Light rail would be a more startling development in suburban Chandler, which is taking a cautious approach toward mass transit. Buses will start running at 15-minute intervals along Arizona Avenue starting in October for most of the day, rather than just during the rush hours, said Dan Cook, city engineer.

It might not sound like much, but at least that’s better than waiting a half-hour for a bus in Chandler during off-peak hours right now.

More likely than not, mass transit would become more available in Chandler in stages, with the addition of more frequent buses or express buses before progressing to the light rail, the most intense and expensive option, Cook said.

He said the issue of participating in Mesa’s light rail alternatives study is still under discussion internally among Chandler officials and has not come before the Chandler City Council.

“We don’t know if Chandler will ever meet the criteria in ridership to have light rail transit.
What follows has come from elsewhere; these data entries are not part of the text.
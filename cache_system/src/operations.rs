//! Caching operations engine
//!
//! Mid-level primitives over a [`CacheBackend`] for a single entity. Reads are
//! fail-open: a backend failure on `get` is logged and reported as a miss.
//! Writes, deletes and enumeration failures are classified into
//! [`CacheError`] variants and returned; callers decide whether to surface them.
//!
//! Invalidation enumerates keys and then deletes them. That is not atomic with
//! respect to concurrent `set`s, so a value written during an invalidation may
//! survive it until its TTL runs out.

use crate::backend::CacheBackend;
use crate::codec::{CacheKeyCodec, normalize_query};
use crate::errors::CacheError;
use crate::options::KeySanitizer;
use futures::future::try_join_all;
use serde::Serialize;
use serde_json::{Value, json};
use std::fmt::{self, Debug};
use std::sync::Arc;

/// Operation name raw read queries are cached under
pub const RAW_QUERY_OPERATION: &str = "$queryRaw";

/// What to remove from the cache
#[derive(Debug, Clone, Default, PartialEq)]
pub enum FlushPattern {
    /// Every key in the backend
    #[default]
    All,
    /// Keys for this entity, narrowed by operation and then by exact arguments
    Selective {
        operation: Option<String>,
        args: Option<Value>,
    },
}

impl FlushPattern {
    /// Every key for the entity
    pub fn entity() -> Self {
        FlushPattern::Selective {
            operation: None,
            args: None,
        }
    }

    pub fn operation(operation: &str) -> Self {
        FlushPattern::Selective {
            operation: Some(operation.to_string()),
            args: None,
        }
    }

    pub fn exact(operation: &str, args: Value) -> Self {
        FlushPattern::Selective {
            operation: Some(operation.to_string()),
            args: Some(args),
        }
    }
}

impl fmt::Display for FlushPattern {
    fn fmt(&self, f: &mut fmt::Formatter<'_>) -> fmt::Result {
        match self {
            FlushPattern::All => write!(f, "all"),
            FlushPattern::Selective {
                operation: Some(op),
                args: Some(_),
            } => write!(f, "exact:{}", op),
            FlushPattern::Selective {
                operation: Some(op),
                args: None,
            } => write!(f, "operation:{}", op),
            FlushPattern::Selective { operation: None, .. } => write!(f, "entity"),
        }
    }
}

/// Cache primitives bound to one entity
#[derive(Clone)]
pub struct CachingOperations {
    backend: Arc<dyn CacheBackend>,
    codec: CacheKeyCodec,
}

impl Debug for CachingOperations {
    fn fmt(&self, f: &mut fmt::Formatter<'_>) -> fmt::Result {
        f.debug_struct("CachingOperations")
            .field("codec", &self.codec)
            .finish()
    }
}

impl CachingOperations {
    pub fn new(backend: Arc<dyn CacheBackend>, entity: &str, sanitizer: Option<KeySanitizer>) -> Self {
        Self {
            backend,
            codec: CacheKeyCodec::new(entity, sanitizer),
        }
    }

    pub fn codec(&self) -> &CacheKeyCodec {
        &self.codec
    }

    pub fn backend(&self) -> &Arc<dyn CacheBackend> {
        &self.backend
    }

    /// Encode the key for an operation invocation
    pub fn key<A>(&self, operation: &str, args: &A) -> Result<String, CacheError>
    where
        A: Serialize + ?Sized,
    {
        self.codec.encode(operation, args)
    }

    /// Look up a cached value. Only key encoding failures are returned as errors.
    pub async fn get<A>(&self, operation: &str, args: &A) -> Result<Option<Value>, CacheError>
    where
        A: Serialize + ?Sized,
    {
        let key = self.key(operation, args)?;
        Ok(self.get_key(&key).await)
    }

    /// Look up an already-encoded key, treating backend failures as a miss
    pub async fn get_key(&self, key: &str) -> Option<Value> {
        match self.backend.get(key).await {
            Ok(value) => {
                crate::debug_log!("Cache get: {} (hit: {})", key, value.is_some());
                value
            }
            Err(source) => {
                let err = CacheError::Read {
                    key: key.to_string(),
                    source,
                };
                tracing::error!(entity = %self.codec.entity(), "{}", err);
                None
            }
        }
    }

    pub async fn set<A>(
        &self,
        operation: &str,
        args: &A,
        value: Value,
        ttl: Option<u64>,
    ) -> Result<(), CacheError>
    where
        A: Serialize + ?Sized,
    {
        let key = self.key(operation, args)?;
        self.set_key(&key, value, ttl).await
    }

    pub async fn set_key(&self, key: &str, value: Value, ttl: Option<u64>) -> Result<(), CacheError> {
        self.backend
            .set(key, value, ttl)
            .await
            .map_err(|source| CacheError::Write {
                key: key.to_string(),
                source,
            })?;
        crate::debug_log!("Cache set: {} (ttl: {:?})", key, ttl);
        Ok(())
    }

    /// Delete one exact key
    pub async fn delete_key(&self, key: &str) -> Result<(), CacheError> {
        self.backend
            .delete(key)
            .await
            .map_err(|source| CacheError::Invalidation {
                target: key.to_string(),
                source,
            })?;
        crate::debug_log!("Cache delete: {}", key);
        Ok(())
    }

    /// Delete every key for `operation` on this entity, or every key for the
    /// entity when `operation` is `None`. Returns how many keys were deleted.
    pub async fn invalidate(&self, operation: Option<&str>) -> Result<usize, CacheError> {
        let target = match operation {
            Some(op) => format!("{}:{}:*", self.codec.entity(), op.to_lowercase()),
            None => format!("{}:*", self.codec.entity()),
        };

        let keys = self
            .backend
            .keys()
            .await
            .map_err(|source| CacheError::Invalidation {
                target: target.clone(),
                source,
            })?;

        let doomed: Vec<String> = keys
            .into_iter()
            .filter(|key| match operation {
                Some(op) => self.codec.matches_operation(key, op),
                None => self.codec.belongs_to_entity(key),
            })
            .collect();

        try_join_all(doomed.iter().map(|key| self.backend.delete(key)))
            .await
            .map_err(|source| CacheError::Invalidation {
                target: target.clone(),
                source,
            })?;

        crate::debug_log!("Cache invalidate: {} ({} keys deleted)", target, doomed.len());
        Ok(doomed.len())
    }

    /// Clear the whole backend
    pub async fn invalidate_all(&self) -> Result<(), CacheError> {
        self.backend
            .clear()
            .await
            .map_err(|source| CacheError::Invalidation {
                target: "*".to_string(),
                source,
            })?;
        crate::debug_log!("Cache cleared");
        Ok(())
    }

    /// Remove entries according to `pattern`; failures come back as [`CacheError::Flush`]
    pub async fn flush(&self, pattern: &FlushPattern) -> Result<(), CacheError> {
        let result = match pattern {
            FlushPattern::All => self.invalidate_all().await,
            FlushPattern::Selective {
                operation: Some(operation),
                args: Some(args),
            } => match self.key(operation, args) {
                Ok(key) => self.delete_key(&key).await,
                Err(err) => Err(err),
            },
            FlushPattern::Selective {
                operation: Some(operation),
                args: None,
            } => self.invalidate(Some(operation)).await.map(|_| ()),
            FlushPattern::Selective { operation: None, .. } => {
                self.invalidate(None).await.map(|_| ())
            }
        };

        result.map_err(|err| {
            tracing::error!(entity = %self.codec.entity(), pattern = %pattern, "Cache flush failed: {}", err);
            CacheError::flush(pattern.to_string(), err)
        })
    }

    /// Whether a live entry exists for the invocation
    pub async fn exists<A>(&self, operation: &str, args: &A) -> Result<bool, CacheError>
    where
        A: Serialize + ?Sized,
    {
        Ok(self.get(operation, args).await?.is_some())
    }

    /// All backend keys, or only those for `operation` on this entity
    pub async fn keys(&self, operation: Option<&str>) -> Result<Vec<String>, CacheError> {
        let keys = self
            .backend
            .keys()
            .await
            .map_err(|source| CacheError::Read {
                key: "*".to_string(),
                source,
            })?;

        Ok(match operation {
            Some(op) => keys
                .into_iter()
                .filter(|key| self.codec.matches_operation(key, op))
                .collect(),
            None => keys,
        })
    }

    /// Cache-key arguments for a raw query: normalized text plus parameters
    pub fn raw_args(query: &str, params: &[Value]) -> Value {
        json!({
            "query": normalize_query(query),
            "params": params,
        })
    }

    pub async fn get_raw(&self, query: &str, params: &[Value]) -> Result<Option<Value>, CacheError> {
        self.get(RAW_QUERY_OPERATION, &Self::raw_args(query, params))
            .await
    }

    pub async fn set_raw(
        &self,
        query: &str,
        params: &[Value],
        value: Value,
        ttl: Option<u64>,
    ) -> Result<(), CacheError> {
        self.set(RAW_QUERY_OPERATION, &Self::raw_args(query, params), value, ttl)
            .await
    }
}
We don’t know if we will every get there,’’ Cook said, noting the city’s lack of high density development. “The concept of staging through it is probably the way to do it.’’

– Reach Jim Walsh at 480-898-5639 or at jwalsh@timespublications.com.

 

(1) comment

DougJackson

This would be great for the local community. Might hurt our towing service in Mesa when less people are using vehicles but if it's going to decrease traffic and the amount of accidents, I'm all for it.